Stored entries

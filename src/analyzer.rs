//! Semantic Analysis for the Rill Scripting Language
//!
//! A lexical-scope walk over the parsed tree, run between parsing and
//! evaluation. The analyzer maintains a stack of scopes (innermost at the
//! top) mapping names to symbols and reports three kinds of problems:
//!
//! - **Undefined name**: a variable reference or assignment target that
//!   resolves through no scope in the chain.
//! - **Duplicate definition**: a name defined twice in the same scope.
//! - **Assignment to a constant**: function and class names are constant
//!   bindings and cannot be assignment targets.
//!
//! The pass is non-fatal: it reports through the shared diagnostic sink and
//! always completes the full walk. The tree is never modified.

use std::collections::HashMap;

use crate::ast::{Expression, FunctionDecl, Program, Statement};
use crate::diagnostics::Reporter;

/// What a name is bound to, as far as scope checking is concerned.
///
/// The kind is advisory (it shapes diagnostic messages); only the name and
/// constness carry semantic weight.
#[derive(Debug, Clone, Copy, PartialEq, Eq)]
pub enum SymbolKind {
    Variable,
    Function,
    Class,
}

impl SymbolKind {
    fn describe(self) -> &'static str {
        match self {
            SymbolKind::Variable => "variable",
            SymbolKind::Function => "function",
            SymbolKind::Class => "class",
        }
    }
}

#[derive(Debug, Clone)]
pub struct Symbol {
    pub kind: SymbolKind,
    pub is_const: bool,
}

/// Stack of lexical scopes; lookups walk from the innermost scope outwards.
#[derive(Debug)]
struct SymbolTable {
    scopes: Vec<HashMap<String, Symbol>>,
}

impl SymbolTable {
    fn new() -> Self {
        Self {
            scopes: vec![HashMap::new()],
        }
    }

    fn enter_scope(&mut self) {
        self.scopes.push(HashMap::new());
    }

    fn exit_scope(&mut self) {
        self.scopes.pop();
    }

    /// Defines a name in the innermost scope. Returns `false` when the name
    /// already exists there (shadowing an outer scope is fine).
    fn define(&mut self, name: &str, symbol: Symbol) -> bool {
        let scope = self
            .scopes
            .last_mut()
            .expect("symbol table always has a scope");
        if scope.contains_key(name) {
            return false;
        }
        scope.insert(name.to_string(), symbol);
        true
    }

    /// Resolves a name through the scope chain, innermost first.
    fn resolve(&self, name: &str) -> Option<&Symbol> {
        self.scopes.iter().rev().find_map(|scope| scope.get(name))
    }
}

/// The scope-consistency pass.
pub struct Analyzer<'a> {
    reporter: &'a mut Reporter,
    table: SymbolTable,
}

impl<'a> Analyzer<'a> {
    pub fn new(reporter: &'a mut Reporter) -> Self {
        Self {
            reporter,
            table: SymbolTable::new(),
        }
    }

    /// Walks the whole program, reporting every scope problem it finds.
    pub fn analyze(&mut self, program: &Program) {
        for declaration in &program.declarations {
            self.visit_statement(declaration);
        }
    }

    fn visit_statement(&mut self, statement: &Statement) {
        match statement {
            Statement::Expression(expr) | Statement::Print(expr) => {
                self.visit_expression(expr);
            }
            Statement::Var { name, initializer } => {
                // The initializer is resolved before the name exists, so
                // `let a = a;` refers to an outer `a` or is an error.
                if let Some(init) = initializer {
                    self.visit_expression(init);
                }
                let symbol = Symbol {
                    kind: SymbolKind::Variable,
                    is_const: false,
                };
                if !self.table.define(&name.lexeme, symbol) {
                    self.reporter.report(
                        name.line,
                        &format!("duplicate definition of '{}'", name.lexeme),
                    );
                }
            }
            Statement::Block(statements) => {
                self.table.enter_scope();
                for statement in statements {
                    self.visit_statement(statement);
                }
                self.table.exit_scope();
            }
            Statement::If {
                condition,
                then_branch,
                else_branch,
            } => {
                self.visit_expression(condition);
                self.visit_statement(then_branch);
                if let Some(else_branch) = else_branch {
                    self.visit_statement(else_branch);
                }
            }
            Statement::While { condition, body } => {
                self.visit_expression(condition);
                self.visit_statement(body);
            }
            Statement::Function(decl) => {
                self.define_callable(&decl.name, decl.line, SymbolKind::Function);
                self.visit_function(decl);
            }
            Statement::Class { name, methods } => {
                self.define_callable(&name.lexeme, name.line, SymbolKind::Class);
                // Methods live in a fresh scope rooted at the enclosing one;
                // the class name itself is already visible to them.
                self.table.enter_scope();
                for method in methods {
                    self.define_callable(&method.name, method.line, SymbolKind::Function);
                    self.visit_function(method);
                }
                self.table.exit_scope();
            }
        }
    }

    /// Defines a function or class name as a constant binding.
    fn define_callable(&mut self, name: &str, line: usize, kind: SymbolKind) {
        let symbol = Symbol {
            kind,
            is_const: true,
        };
        if !self.table.define(name, symbol) {
            self.reporter
                .report(line, &format!("duplicate definition of '{}'", name));
        }
    }

    /// Visits a function body with its parameters in a fresh child scope.
    fn visit_function(&mut self, decl: &FunctionDecl) {
        self.table.enter_scope();
        for param in &decl.params {
            let symbol = Symbol {
                kind: SymbolKind::Variable,
                is_const: false,
            };
            if !self.table.define(&param.lexeme, symbol) {
                self.reporter.report(
                    param.line,
                    &format!("duplicate parameter '{}'", param.lexeme),
                );
            }
        }
        for statement in &decl.body {
            self.visit_statement(statement);
        }
        self.table.exit_scope();
    }

    fn visit_expression(&mut self, expression: &Expression) {
        match expression {
            Expression::Literal(_) => {}
            Expression::Variable(name) => {
                if self.table.resolve(&name.lexeme).is_none() {
                    self.reporter
                        .report(name.line, &format!("undefined name '{}'", name.lexeme));
                }
            }
            Expression::Assign { name, value } => {
                self.visit_expression(value);
                match self.table.resolve(&name.lexeme) {
                    None => {
                        self.reporter
                            .report(name.line, &format!("undefined name '{}'", name.lexeme));
                    }
                    Some(symbol) if symbol.is_const => {
                        let kind = symbol.kind.describe();
                        self.reporter.report(
                            name.line,
                            &format!("cannot assign to {} '{}'", kind, name.lexeme),
                        );
                    }
                    Some(_) => {}
                }
            }
            Expression::Binary { left, right, .. } => {
                self.visit_expression(left);
                self.visit_expression(right);
            }
            Expression::Call {
                callee, arguments, ..
            } => {
                self.visit_expression(callee);
                for argument in arguments {
                    self.visit_expression(argument);
                }
            }
        }
    }
}

#[cfg(test)]
mod tests {
    use super::*;
    use crate::lexer::Lexer;
    use crate::parser::Parser;

    fn analyze_source(source: &str) -> Reporter {
        let mut reporter = Reporter::new();
        let program = Parser::new(Lexer::new(source), &mut reporter).parse();
        assert_eq!(reporter.count(), 0, "expected a clean parse");
        Analyzer::new(&mut reporter).analyze(&program);
        reporter
    }

    #[test]
    fn clean_program_reports_nothing() {
        let reporter = analyze_source("let x = 1; { let y = x; print y; } print x;");
        assert_eq!(reporter.count(), 0);
    }

    #[test]
    fn duplicate_definition_in_same_scope() {
        let reporter = analyze_source("let x = 1; let x = 2;");
        assert_eq!(reporter.count(), 1);
        assert!(reporter.messages()[0].contains("duplicate definition of 'x'"));
    }

    #[test]
    fn shadowing_in_inner_scope_is_allowed() {
        let reporter = analyze_source("let x = 1; { let x = 2; print x; }");
        assert_eq!(reporter.count(), 0);
    }

    #[test]
    fn undefined_variable_reference() {
        let reporter = analyze_source("print ghost;");
        assert_eq!(reporter.count(), 1);
        assert!(reporter.messages()[0].contains("undefined name 'ghost'"));
    }

    #[test]
    fn assignment_to_undefined_name() {
        let reporter = analyze_source("x = 1;");
        assert_eq!(reporter.count(), 1);
        assert!(reporter.messages()[0].contains("undefined name 'x'"));
    }

    #[test]
    fn initializer_resolves_before_the_name_exists() {
        let reporter = analyze_source("let a = a;");
        assert_eq!(reporter.count(), 1);
        assert!(reporter.messages()[0].contains("undefined name 'a'"));
    }

    #[test]
    fn function_name_is_constant() {
        let reporter = analyze_source("fn f() {} f = 1;");
        assert_eq!(reporter.count(), 1);
        assert!(reporter.messages()[0].contains("cannot assign to function 'f'"));
    }

    #[test]
    fn class_name_is_constant() {
        let reporter = analyze_source("class C {} C = 1;");
        assert_eq!(reporter.count(), 1);
        assert!(reporter.messages()[0].contains("cannot assign to class 'C'"));
    }

    #[test]
    fn function_may_reference_itself() {
        let reporter = analyze_source("fn f() { f(); } f();");
        assert_eq!(reporter.count(), 0);
    }

    #[test]
    fn parameters_are_visible_in_the_body_only() {
        let reporter = analyze_source("fn f(a) { print a; } print a;");
        assert_eq!(reporter.count(), 1);
        assert!(reporter.messages()[0].contains("undefined name 'a'"));
    }

    #[test]
    fn duplicate_parameters_are_reported() {
        let reporter = analyze_source("fn f(a, a) {}");
        assert_eq!(reporter.count(), 1);
        assert!(reporter.messages()[0].contains("duplicate parameter 'a'"));
    }

    #[test]
    fn block_scope_is_discarded_on_exit() {
        let reporter = analyze_source("{ let inner = 1; } print inner;");
        assert_eq!(reporter.count(), 1);
        assert!(reporter.messages()[0].contains("undefined name 'inner'"));
    }

    #[test]
    fn methods_may_reference_the_class_name() {
        let reporter = analyze_source("class C { fn init() { print C; } } C();");
        assert_eq!(reporter.count(), 0);
    }

    #[test]
    fn closures_see_enclosing_function_locals() {
        let reporter =
            analyze_source("let x = 10; fn outer() { let y = 20; fn inner() { print x + y; } inner(); } outer();");
        assert_eq!(reporter.count(), 0);
    }
}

▶ [Assignment]:
Set down, from the entries above, exactly the lines from the one with "be assignment targets." up to and including the one with "use crate::diagnostics::Reporter;", and no other lines.

▶ [Response to the task]:
//!   bindings and cannot be assignment targets.
//!
//! The pass is non-fatal: it reports through the shared diagnostic sink and
//! always completes the full walk. The tree is never modified.

use std::collections::HashMap;

use crate::ast::{Expression, FunctionDecl, Program, Statement};
use crate::diagnostics::Reporter;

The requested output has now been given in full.